Donne, uomini, Girl e lupi

Stamattina tutte insieme, di ogni movimento e ogni sorellanza, alla manifestazione patrocinata dal Festival di Cannes e titolata 50.50-20.20, che significa entro il 2020 parità di diritti, salario e presenze in giurie, festival, e enti dirigenziali delle donne. Per l’Italia e per Dissenso Comune sul palco Jasmine Trinca e la produttrice Ginevra Elkann.
La parola “rivoluzione” echeggiava ovunque, il momento pare molto caldo e unitario, ogni paese ha le sue leggi e le sue richieste di legge, la direttrice generale di Cannes lancia un appello ai direttori di tutti i festival del mondo perché cancellino il gender gap entro il loro mandato. Bene, siamo d’accordo. Salvo qualche doccia fredda.
Le attrici unite per #MeToo e l’iniziativa 50.50-20.20 sul red carpet
Non basta infatti essere donna, e avere un posto garantito, per fare un bel film. Lo ha dimostrato senza appello il bruttissimo e persino un po’ immorale (dal punto di vista stilistico) Les Filles du soleil di Eva Husson, di cui si è già straparlato. Un fumettone che ha fatto sobbalzare tutti con la frase finale da sceneggiato: “Siamo tutte eroine”.
Però essere donne talvolta giova: ad esempio nel caso di Alice Rohrwacher, la cui fiaba Lazzaro felice sull’odore della bontà, ormai così raro, di fronte a cui si fermano i lupi come davanti ai santi, è un gioiello strambo, con due magnifiche donne senza tempo, Nicoletta Braschi e Alba Rohrwacher, uno di quelli che solo l’anima femminile può davvero contemplare. Eppure cerchiamo di non essere sorde e cieche.
Finora il più bel film sulla femminilità complessa si chiama Girl, è diretto da un uomo, Lukas Dhont, e racconta il fragile percorso di mutazione di una adolescente nata in corpo di maschio. Non manca il frisson finale, una bomba di potenza narrativa e freschezza. Anche gli uomini, quando camminano sul filo della diversity possono essere dalla nostra parte. Non senza un certo dolore.

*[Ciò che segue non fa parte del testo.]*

//! wgpu render pipeline setup

use std::sync::Arc;

use thiserror::Error;
use winit::window::Window;

use super::vertex::Vertex;
use crate::consts::{SCREEN_HEIGHT, SCREEN_WIDTH};
use crate::palette::BACKGROUND;

/// Failures while bringing up the GPU
#[derive(Debug, Error)]
pub enum RenderError {
    #[error("failed to create window surface: {0}")]
    Surface(#[from] wgpu::CreateSurfaceError),
    #[error("no suitable graphics adapter: {0}")]
    Adapter(#[from] wgpu::RequestAdapterError),
    #[error("failed to create graphics device: {0}")]
    Device(#[from] wgpu::RequestDeviceError),
    #[error("surface reports no supported formats")]
    NoSurfaceFormat,
}

/// Main render state
pub struct RenderState {
    pub surface: wgpu::Surface<'static>,
    pub device: wgpu::Device,
    pub queue: wgpu::Queue,
    pub config: wgpu::SurfaceConfiguration,
    pub pipeline: wgpu::RenderPipeline,
    pub vertex_buffer: wgpu::Buffer,
    /// Vertices the current buffer can hold
    vertex_capacity: usize,
    pub vertex_count: u32,
    /// Surface size in physical pixels
    pub size: (u32, u32),
}

impl RenderState {
    pub async fn new(window: Arc<Window>) -> Result<Self, RenderError> {
        let physical = window.inner_size();
        let (width, height) = (physical.width.max(1), physical.height.max(1));

        let instance = wgpu::Instance::new(&wgpu::InstanceDescriptor::default());
        let surface = instance.create_surface(window)?;

        let adapter = instance
            .request_adapter(&wgpu::RequestAdapterOptions {
                power_preference: wgpu::PowerPreference::default(),
                compatible_surface: Some(&surface),
                force_fallback_adapter: false,
            })
            .await?;
        log::info!("Using adapter: {:?}", adapter.get_info().name);

        let (device, queue) = adapter
            .request_device(&wgpu::DeviceDescriptor {
                label: Some("fun-ball-puzzle-device"),
                required_features: wgpu::Features::empty(),
                required_limits: wgpu::Limits::downlevel_webgl2_defaults(),
                memory_hints: Default::default(),
                trace: Default::default(),
                experimental_features: Default::default(),
            })
            .await?;

        let surface_caps = surface.get_capabilities(&adapter);
        // Colors are authored in sRGB bytes and blended as-is, so prefer a
        // non-sRGB target to avoid a second gamma conversion.
        let surface_format = surface_caps
            .formats
            .iter()
            .find(|f| !f.is_srgb())
            .or_else(|| surface_caps.formats.first())
            .copied()
            .ok_or(RenderError::NoSurfaceFormat)?;
        log::info!("Using surface format: {:?}", surface_format);

        let config = wgpu::SurfaceConfiguration {
            usage: wgpu::TextureUsages::RENDER_ATTACHMENT,
            format: surface_format,
            width,
            height,
            present_mode: wgpu::PresentMode::AutoVsync,
            alpha_mode: surface_caps
                .alpha_modes
                .first()
                .copied()
                .unwrap_or(wgpu::CompositeAlphaMode::Auto),
            view_formats: vec![],
            desired_maximum_frame_latency: 2,
        };
        surface.configure(&device, &config);

        let shader = device.create_shader_module(wgpu::ShaderModuleDescriptor {
            label: Some("shader"),
            source: wgpu::ShaderSource::Wgsl(include_str!("shader.wgsl").into()),
        });

        let pipeline_layout = device.create_pipeline_layout(&wgpu::PipelineLayoutDescriptor {
            label: Some("pipeline_layout"),
            bind_group_layouts: &[],
            immediate_size: 0,
        });

        let pipeline = device.create_render_pipeline(&wgpu::RenderPipelineDescriptor {
            label: Some("render_pipeline"),
            layout: Some(&pipeline_layout),
            vertex: wgpu::VertexState {
                module: &shader,
                entry_point: Some("vs_main"),
                buffers: &[Vertex::desc()],
                compilation_options: Default::default(),
            },
            fragment: Some(wgpu::FragmentState {
                module: &shader,
                entry_point: Some("fs_main"),
                targets: &[Some(wgpu::ColorTargetState {
                    format: config.format,
                    blend: Some(wgpu::BlendState::ALPHA_BLENDING),
                    write_mask: wgpu::ColorWrites::ALL,
                })],
                compilation_options: Default::default(),
            }),
            primitive: wgpu::PrimitiveState {
                topology: wgpu::PrimitiveTopology::TriangleList,
                strip_index_format: None,
                front_face: wgpu::FrontFace::Ccw,
                cull_mode: None,
                polygon_mode: wgpu::PolygonMode::Fill,
                unclipped_depth: false,
                conservative: false,
            },
            depth_stencil: None,
            multisample: wgpu::MultisampleState::default(),
            multiview_mask: None,
            cache: None,
        });

        let vertex_capacity = 4096;
        let vertex_buffer = create_vertex_buffer(&device, vertex_capacity);

        Ok(Self {
            surface,
            device,
            queue,
            config,
            pipeline,
            vertex_buffer,
            vertex_capacity,
            vertex_count: 0,
            size: (width, height),
        })
    }

    pub fn resize(&mut self, new_width: u32, new_height: u32) {
        if new_width > 0 && new_height > 0 {
            self.size = (new_width, new_height);
            self.config.width = new_width;
            self.config.height = new_height;
            self.surface.configure(&self.device, &self.config);
        }
    }

    /// Reconfigure the surface at its current size (after Lost/Outdated)
    pub fn reconfigure(&mut self) {
        self.resize(self.size.0, self.size.1);
    }

    /// Upload vertices and render
    pub fn render(&mut self, vertices: &[Vertex]) -> Result<(), wgpu::SurfaceError> {
        let ndc_vertices: Vec<Vertex> = vertices
            .iter()
            .map(|v| {
                let (x, y) = canvas_to_ndc(v.position[0], v.position[1]);
                Vertex::new(x, y, v.color)
            })
            .collect();

        if ndc_vertices.len() > self.vertex_capacity {
            self.vertex_capacity = ndc_vertices.len().next_power_of_two();
            self.vertex_buffer = create_vertex_buffer(&self.device, self.vertex_capacity);
            log::debug!("Grew vertex buffer to {} vertices", self.vertex_capacity);
        }
        if !ndc_vertices.is_empty() {
            self.queue
                .write_buffer(&self.vertex_buffer, 0, bytemuck::cast_slice(&ndc_vertices));
        }
        self.vertex_count = ndc_vertices.len() as u32;

        let output = self.surface.get_current_texture()?;
        let view = output
            .texture
            .create_view(&wgpu::TextureViewDescriptor::default());

        let mut encoder = self
            .device
            .create_command_encoder(&wgpu::CommandEncoderDescriptor {
                label: Some("render_encoder"),
            });

        {
            let mut render_pass = encoder.begin_render_pass(&wgpu::RenderPassDescriptor {
                label: Some("render_pass"),
                color_attachments: &[Some(wgpu::RenderPassColorAttachment {
                    view: &view,
                    resolve_target: None,
                    ops: wgpu::Operations {
                        load: wgpu::LoadOp::Clear(wgpu::Color {
                            r: BACKGROUND.0 as f64 / 255.0,
                            g: BACKGROUND.1 as f64 / 255.0,
                            b: BACKGROUND.2 as f64 / 255.0,
                            a: 1.0,
                        }),
                        store: wgpu::StoreOp::Store,
                    },
                    depth_slice: None,
                })],
                depth_stencil_attachment: None,
                timestamp_writes: None,
                occlusion_query_set: None,
                multiview_mask: None,
            });

            if self.vertex_count > 0 {
                render_pass.set_pipeline(&self.pipeline);
                render_pass.set_vertex_buffer(0, self.vertex_buffer.slice(..));
                render_pass.draw(0..self.vertex_count, 0..1);
            }
        }

        self.queue.submit(std::iter::once(encoder.finish()));
        output.present();

        Ok(())
    }
}

fn create_vertex_buffer(device: &wgpu::Device, capacity: usize) -> wgpu::Buffer {
    device.create_buffer(&wgpu::BufferDescriptor {
        label: Some("vertex_buffer"),
        size: (capacity * std::mem::size_of::<Vertex>()) as wgpu::BufferAddress,
        usage: wgpu::BufferUsages::VERTEX | wgpu::BufferUsages::COPY_DST,
        mapped_at_creation: false,
    })
}

/// Convert canvas pixels (origin top-left, y down) to normalized device
/// coordinates. The canvas always fills the surface, whatever its physical size.
pub fn canvas_to_ndc(x: f32, y: f32) -> (f32, f32) {
    (x / SCREEN_WIDTH * 2.0 - 1.0, 1.0 - y / SCREEN_HEIGHT * 2.0)
}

Il regista e i protagonisti di Girl
Scrivono i giornali di qui che la competizione ufficiale va fra alti e bassi mentre brillano le sezioni collaterali. In effetti Girl è alla Quinzaine des réalisateurs come il potente film docu con animazione Samouni Road firmato da Savona e da Stefano Massi che graffia i suoi disegni al carboncino dando respiro alla storia della famiglia travolta dalla guerra nella striscia di Gaza. La matita di Massi racconta i lupi veri, i demoni della guerra nell’animo aperto dei bambini, senza sfruculiare e senza patinature.
Domani poi attendiamo con ottimismo Euforia di Valeria Golino a Un Certain regard. Per quanto riguarda la competizione ufficiale si consiglia di aspettare, una giornata densa è alle porte con BlacKkKlansman di Spike Lee, The House that Jack Built di Lars von Trier, En guerre di Stephane Brizé e fuori concorso lo spettacolone di Solo: A Star Wars Story.
C’è ancora molto da vedere prima di decidere, come fa il superagente e produttore Dominique Besnehard, “che tutto ormai è troppo routine a Cannes, si rimpiangono le risse alle conferenze stampa, l’attesa delle recensioni, i furori del confronto. E gli scandali come quelli legati ad una mitologica festa di Emir Kusturica dove successe di tutto, botte e denuncia, dopo ettolitri di alcol”.

Tutto è cambiato, cinema, piattaforme e mercato, dunque tutto è cambiato nell’atmosfera generale. Eh sì, anche le feste non sono più le stesse, quella di Emir lasciò segni e ferite, ma anche paradossale “balkan fun”, su una generazione intera, la mia, ma anche le star, quando ci sono, non sono più le stesse. Nessuno sputa più sul giornalista temerario come fece Bruce Willis infastidito dalle domande, nessun fotografo depone la macchina fotografica come fecero in massa i dannati del red carpet contro l’indisponente Isabelle Adjani. Che sia un bene o un male non so deciderlo. Magari è solo la classica nostalgia del veterano. Di sicuro la Adjani, a sessant’anni passati in compagnia di parecchi lifting, continua a raccontarci che deve questa sua smagliante giovinezza “ai succhi di frutta bio pressati a freddo e non frullati”. Una certezza di continuità per tutti noi frullati e basta (quest’anno anche a freddo) dalle giornate cannensi.